Playing with TLSH – Trend Micro Locality Sensitive Hash

There are cryptographic hashes, whose output are very sensitive to any change in the input given, and then then there are hashes which try to convey similarity between given inputs. One such hash is TLSH (github page here)

Here I make a quick demonstration on how simple it is to make TLSH generate a false positive, i.e give a far better similarity score to a text that has no resemblance to the original, than to a text that is almost identical to the original.

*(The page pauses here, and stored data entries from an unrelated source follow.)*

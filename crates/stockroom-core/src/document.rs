//! Schema-flexible documents, equality filters and field-level updates.
//!
//! A [`Document`] is a string-keyed map of JSON values. Filters are documents
//! too: every entry must match for the filter to select a document.
//!
//! | Filter entry | Matches when |
//! |--------------|--------------|
//! | `"name": "X"` | field equals the value (numbers compare by value) |
//! | `"tags": "x"` | field is an array containing the value |
//! | `"a.b": 1` | nested field `b` of object `a` equals the value |
//! | `"gone": null` | field is null or missing |
//! | `"_id": "..."` | stringified identifier equals the value |
//!
//! Query operators (`$gt`, `$in`, ...) are not supported and are rejected by
//! [`validate_filter`].

use serde_json::{Map, Value};
use thiserror::Error;

/// A schema-flexible record.
pub type Document = Map<String, Value>;

/// Field holding a document's identifier.
pub const ID_FIELD: &str = "_id";

/// Errors raised while validating filters or applying updates.
#[derive(Debug, Error, PartialEq, Eq)]
pub enum DocumentError {
    /// Filter or update uses a `$` operator.
    #[error("unsupported operator '{0}': only plain field equality is supported")]
    UnsupportedOperator(String),

    /// Update tries to change the identifier.
    #[error("the '_id' field is immutable")]
    ImmutableId,

    /// Update has no fields.
    #[error("update must contain at least one field")]
    EmptyUpdate,

    /// Field path is empty or has an empty segment.
    #[error("invalid field path '{0}'")]
    InvalidPath(String),

    /// Dotted update path crosses a non-object value.
    #[error("cannot set '{path}': '{segment}' is not an object")]
    NotAnObject { path: String, segment: String },
}

/// Reject filters that rely on query operators.
pub fn validate_filter(filter: &Document) -> Result<(), DocumentError> {
    for (key, value) in filter {
        check_path(key)?;
        reject_operators(value)?;
    }
    Ok(())
}

/// Reject updates that are empty, use operators or touch `_id`.
pub fn validate_update(fields: &Document) -> Result<(), DocumentError> {
    if fields.is_empty() {
        return Err(DocumentError::EmptyUpdate);
    }
    for (key, value) in fields {
        check_path(key)?;
        if key == ID_FIELD || key.starts_with("_id.") {
            return Err(DocumentError::ImmutableId);
        }
        reject_operators(value)?;
    }
    Ok(())
}

fn check_path(key: &str) -> Result<(), DocumentError> {
    if key.starts_with('$') {
        return Err(DocumentError::UnsupportedOperator(key.to_string()));
    }
    if key.is_empty() || key.split('.').any(str::is_empty) {
        return Err(DocumentError::InvalidPath(key.to_string()));
    }
    Ok(())
}

fn reject_operators(value: &Value) -> Result<(), DocumentError> {
    match value {
        Value::Object(map) => {
            for (key, nested) in map {
                if key.starts_with('$') {
                    return Err(DocumentError::UnsupportedOperator(key.clone()));
                }
                reject_operators(nested)?;
            }
            Ok(())
        }
        Value::Array(items) => items.iter().try_for_each(reject_operators),
        _ => Ok(()),
    }
}

/// Check whether `document` satisfies every entry of `filter`.
pub fn matches(document: &Document, filter: &Document) -> bool {
    filter.iter().all(|(path, expected)| {
        if path == ID_FIELD {
            return document
                .get(ID_FIELD)
                .is_some_and(|id| id_to_string(id) == id_to_string(expected));
        }
        match lookup(document, path) {
            Some(Value::Array(items)) if !expected.is_array() => {
                items.iter().any(|item| values_equal(item, expected))
            }
            Some(actual) => values_equal(actual, expected),
            None => expected.is_null(),
        }
    })
}

/// Resolve a dotted path inside a document.
pub fn lookup<'a>(document: &'a Document, path: &str) -> Option<&'a Value> {
    let mut segments = path.split('.');
    let mut current = document.get(segments.next()?)?;
    for segment in segments {
        current = current.as_object()?.get(segment)?;
    }
    Some(current)
}

/// Structural equality where numbers compare by value (`1 == 1.0`).
pub fn values_equal(a: &Value, b: &Value) -> bool {
    match (a, b) {
        (Value::Number(x), Value::Number(y)) => {
            if let (Some(x), Some(y)) = (x.as_i64(), y.as_i64()) {
                x == y
            } else if let (Some(x), Some(y)) = (x.as_u64(), y.as_u64()) {
                x == y
            } else {
                x.as_f64() == y.as_f64()
            }
        }
        (Value::Array(x), Value::Array(y)) => {
            x.len() == y.len() && x.iter().zip(y).all(|(a, b)| values_equal(a, b))
        }
        (Value::Object(x), Value::Object(y)) => {
            x.len() == y.len()
                && x.iter()
                    .all(|(k, v)| y.get(k).is_some_and(|other| values_equal(v, other)))
        }
        _ => a == b,
    }
}

/// Merge `fields` into `document` (`$set` semantics).
///
/// Dotted keys address nested objects, which are created when missing.
/// Returns whether the document changed.
pub fn apply_set(document: &mut Document, fields: &Document) -> Result<bool, DocumentError> {
    let mut changed = false;
    for (path, value) in fields {
        changed |= set_path(document, path, value.clone())?;
    }
    Ok(changed)
}

fn set_path(document: &mut Document, path: &str, value: Value) -> Result<bool, DocumentError> {
    let segments: Vec<&str> = path.split('.').collect();
    let (last, parents) = segments
        .split_last()
        .ok_or_else(|| DocumentError::InvalidPath(path.to_string()))?;

    let mut target = document;
    for segment in parents {
        let slot = target
            .entry(segment.to_string())
            .or_insert_with(|| Value::Object(Map::new()));
        target = match slot {
            Value::Object(map) => map,
            _ => {
                return Err(DocumentError::NotAnObject {
                    path: path.to_string(),
                    segment: segment.to_string(),
                });
            }
        };
    }

    if target.get(*last) == Some(&value) {
        return Ok(false);
    }
    target.insert(last.to_string(), value);
    Ok(true)
}

/// Render an identifier as a plain string (strings are not quoted).
pub fn id_to_string(value: &Value) -> String {
    match value {
        Value::String(s) => s.clone(),
        other => other.to_string(),
    }
}

#[cfg(test)]
mod tests {
    use super::*;
    use serde_json::json;

    fn doc(value: Value) -> Document {
        value.as_object().cloned().unwrap()
    }

    #[test]
    fn test_empty_filter_matches_everything() {
        assert!(matches(&doc(json!({"a": 1})), &Document::new()));
    }

    #[test]
    fn test_numeric_equality_by_value() {
        let product = doc(json!({"idProducto": 1, "price": 2.5}));
        assert!(matches(&product, &doc(json!({"idProducto": 1.0}))));
        assert!(matches(&product, &doc(json!({"price": 2.5}))));
        assert!(!matches(&product, &doc(json!({"idProducto": "1"}))));
    }

    #[test]
    fn test_array_contains_scalar() {
        let product = doc(json!({"tags": ["red", "sale"]}));
        assert!(matches(&product, &doc(json!({"tags": "sale"}))));
        assert!(!matches(&product, &doc(json!({"tags": "blue"}))));
        assert!(matches(&product, &doc(json!({"tags": ["red", "sale"]}))));
    }

    #[test]
    fn test_dotted_path_and_null() {
        let product = doc(json!({"stock": {"warehouse": "north", "units": 3}}));
        assert!(matches(&product, &doc(json!({"stock.warehouse": "north"}))));
        assert!(!matches(&product, &doc(json!({"stock.units": 4}))));
        assert!(matches(&product, &doc(json!({"discontinued": null}))));
    }

    #[test]
    fn test_id_matches_stringified() {
        let product = doc(json!({"_id": "42", "name": "X"}));
        assert!(matches(&product, &doc(json!({"_id": 42}))));
        assert!(matches(&product, &doc(json!({"_id": "42"}))));
    }

    #[test]
    fn test_validate_filter_rejects_operators() {
        let err = validate_filter(&doc(json!({"price": {"$gt": 10}}))).unwrap_err();
        assert_eq!(err, DocumentError::UnsupportedOperator("$gt".to_string()));
        assert!(validate_filter(&doc(json!({"$or": []}))).is_err());
        assert!(validate_filter(&doc(json!({"stock": {"units": 1}}))).is_ok());
    }

    #[test]
    fn test_validate_update() {
        assert_eq!(
            validate_update(&Document::new()).unwrap_err(),
            DocumentError::EmptyUpdate
        );
        assert_eq!(
            validate_update(&doc(json!({"_id": "x"}))).unwrap_err(),
            DocumentError::ImmutableId
        );
        assert!(validate_update(&doc(json!({"nombre": "Y"}))).is_ok());
    }

    #[test]
    fn test_apply_set_reports_changes() {
        let mut product = doc(json!({"nombre": "X", "price": 10}));
        assert!(apply_set(&mut product, &doc(json!({"nombre": "Y"}))).unwrap());
        assert_eq!(product["nombre"], "Y");
        assert_eq!(product["price"], 10);

        assert!(!apply_set(&mut product, &doc(json!({"nombre": "Y"}))).unwrap());
    }

    #[test]
    fn test_apply_set_nested() {
        let mut product = doc(json!({"name": "X"}));
        apply_set(&mut product, &doc(json!({"stock.units": 5}))).unwrap();
        assert_eq!(product["stock"]["units"], 5);

        let err = apply_set(&mut product, &doc(json!({"name.first": "A"}))).unwrap_err();
        assert!(matches!(err, DocumentError::NotAnObject { .. }));
    }
}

Three texts are compared – the original text t1, a second text t2, whose only difference is changing one character from a lowercase to an uppercase B, and a third text t3 which has no resemblance to either t1 or t2.

The text t3 was generated in very quickly using a genetic algorithm…

import tlsh 

# two texts with the only difference being that the second text (t2) uses a capital B for the first occurance of the word "building"
t1 = "Because highly fit schemata of low defining length and low order play such an important role in the action of genetic algorithms, we have already given them a special name: building blocks. Just as a child creates magnificent fortresses through the arrangement of simple blocks of wood, so does a genetic algorithm seek near optimal performance through the juxtaposition of short, low-order, high-performance schemata, or building blocks"
t2 = "Because highly fit schemata of low defining length and low order play such an important role in the action of genetic algorithms, we have already given them a special name: Building blocks. Just as a child creates magnificent fortresses through the arrangement of simple blocks of wood, so does a genetic algorithm seek near optimal performance through the juxtaposition of short, low-order, high-performance schemata, or building blocks"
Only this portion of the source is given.